Thursday, December 16, 2010, AM | 1 Comment
Recent news has it that the banks have opened up their treasuries to the general public, even to riskier borrowers but with stricter and tougher terms and conditions. Credit card ads are on the rise after a three-year slowdown. Banks want to make extra money. They want to revive a business that brought them huge profits before the financial crisis almost destroyed the credit scores of so many Americans.
As recently as six months ago, these riskier borrowers were turned down for credit, any kind of credit. Now it seems that banks have realized that letting selected folks borrow with stricter terms will make them more profit. It used to be that when these folks received application form in the mail, they were “pre-approved” and was written so on the application.
Banks have learned that to guard against another wave of losses, they must impose stricter rules on borrowers. Now many folks credit got lower as a result of bankruptcies and just bad economy in general. The new offer may turn out to be an opportunity for borrowers to improve their credit.
But there is a catch. The new cards have higher interest rates and annual fees. Lenders are cautious this time around and so should the borrowers. The idea behind the lending is banks think borrowers this time will be extremely careful and responsible to use their credit wisely.
So even though they may be riskier, lenders are looking beyond standard credit scores. They have laid out their plan on the theory that some riskier people on the surface may in fact show differences in their spending habits. The saving is up to the record level of $7.74 trillion at the latest tally.
Lenders want to take advantage of riskier borrowers who have wised up and are saving more than in a long time. Banks have hired consultants for their advice and they have in turn defined and put the borrowers in different categories.
These are folks whose credit scores were damaged because they simply walked away from their homes when their mortgage went underwater. These borrowers make a good living but made bad judgment in real estate.

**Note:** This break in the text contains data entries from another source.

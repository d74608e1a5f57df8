//! Time-window fields for the DAGMaker configuration.

use serde::{Deserialize, Serialize};
use tracing::info;

use crate::error::{DagError, DagResult};
use crate::logging::OperationLog;
use crate::models::{ExposureTable, Night};

/// Days added to the span of the search exposures.
pub const TWINDOW_PAD_DAYS: f64 = 2.0;

/// Template night bounds. Deliberately wide so every archived template qualifies.
#[derive(Debug, Clone, Copy, PartialEq, Serialize, Deserialize)]
pub struct NightBounds {
    #[serde(default = "default_min_night")]
    pub min_night: Night,
    #[serde(default = "default_max_night")]
    pub max_night: Night,
    #[serde(default = "default_pad_days")]
    pub pad_days: f64,
}

fn default_min_night() -> Night {
    Night::new(20100101)
}

fn default_max_night() -> Night {
    Night::new(21000101)
}

fn default_pad_days() -> f64 {
    TWINDOW_PAD_DAYS
}

impl Default for NightBounds {
    fn default() -> Self {
        Self {
            min_night: default_min_night(),
            max_night: default_max_night(),
            pad_days: default_pad_days(),
        }
    }
}

/// `MIN_NITE`, `MAX_NITE` and `TWINDOW` for one batch.
#[derive(Debug, Clone, Copy, PartialEq, Serialize)]
pub struct TimeWindow {
    pub min_night: Night,
    pub max_night: Night,
    /// Days between the first and last search exposure, plus the pad
    pub padding_window: f64,
}

impl TimeWindow {
    /// Derive the window from a finalized partition.
    ///
    /// # Errors
    /// [`DagError::EmptySearchSet`] if no record is flagged search.
    pub fn from_partition(
        table: &ExposureTable,
        bounds: &NightBounds,
        log: &OperationLog,
    ) -> DagResult<Self> {
        let scope = log.begin("get_time_boundaries");

        let (min_mjd, max_mjd) = table
            .search()
            .map(|r| r.mjd)
            .fold(None, |acc: Option<(f64, f64)>, mjd| match acc {
                None => Some((mjd, mjd)),
                Some((lo, hi)) => Some((lo.min(mjd), hi.max(mjd))),
            })
            .ok_or(DagError::EmptySearchSet)?;

        let window = TimeWindow {
            min_night: bounds.min_night,
            max_night: bounds.max_night,
            padding_window: max_mjd - min_mjd + bounds.pad_days,
        };

        info!(parent: scope.span(), min_nite = %window.min_night, "min_nite");
        info!(parent: scope.span(), max_nite = %window.max_night, "max_nite");
        info!(parent: scope.span(), twindow = window.padding_window, "twindow");
        scope.finish();
        Ok(window)
    }
}

#[cfg(test)]
mod tests {
    use super::*;
    use crate::models::{Band, ExposureRecord};

    fn exposure(id: i64, mjd: f64, search: bool) -> ExposureRecord {
        ExposureRecord {
            exposure_id: id,
            night: Night::new(20200531),
            mjd,
            ra: 0.0,
            dec: 0.0,
            band: Band::Z,
            exposure_time: 90.0,
            quality_metric: 0.4,
            propid: String::new(),
            obs_type: String::new(),
            object: String::new(),
            is_search: search,
        }
    }

    #[test]
    fn test_window_spans_search_exposures_only() {
        let table = ExposureTable::new(vec![
            exposure(1, 58000.0, false),
            exposure(2, 59000.0, true),
            exposure(3, 59003.5, true),
            exposure(4, 59001.2, true),
        ])
        .unwrap();

        let window =
            TimeWindow::from_partition(&table, &NightBounds::default(), &OperationLog::disabled())
                .unwrap();
        assert!((window.padding_window - 5.5).abs() < 1e-9);
        assert_eq!(window.min_night, Night::new(20100101));
        assert_eq!(window.max_night, Night::new(21000101));
    }

    #[test]
    fn test_single_search_exposure_gives_pad_only() {
        let table = ExposureTable::new(vec![exposure(1, 59000.25, true)]).unwrap();
        let window =
            TimeWindow::from_partition(&table, &NightBounds::default(), &OperationLog::disabled())
                .unwrap();
        assert_eq!(window.padding_window, 2.0);
    }

    #[test]
    fn test_empty_search_set_is_an_error() {
        let table = ExposureTable::new(vec![exposure(1, 59000.0, false)]).unwrap();
        let result =
            TimeWindow::from_partition(&table, &NightBounds::default(), &OperationLog::disabled());
        assert!(matches!(result, Err(DagError::EmptySearchSet)));
    }
}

When the recession took over the economy, many folks got hurt even though they had good credit score. They lost jobs and could not pay their monthly installment. Many may have found jobs and the banks are eager to lend them.
They were the ones that banks lend them knowing pretty well they could not pay their monthly payments. If these borrowers have improved on their jobs with more money, then banks would be targeting to lend them.
These are folks who frequently missed their monthly payments. They are at high risk. Banks would be reluctant to lend them.
These were folks who were just simply defiant to pay and were quite boldly resisting. Banks would be quite hesitant to lend them.
In a Nutshell
The goal of the banks would be to weed out the riskiest of the riskier and to identify consumers whose credit scores are blemished but who still have the money to pay their bills.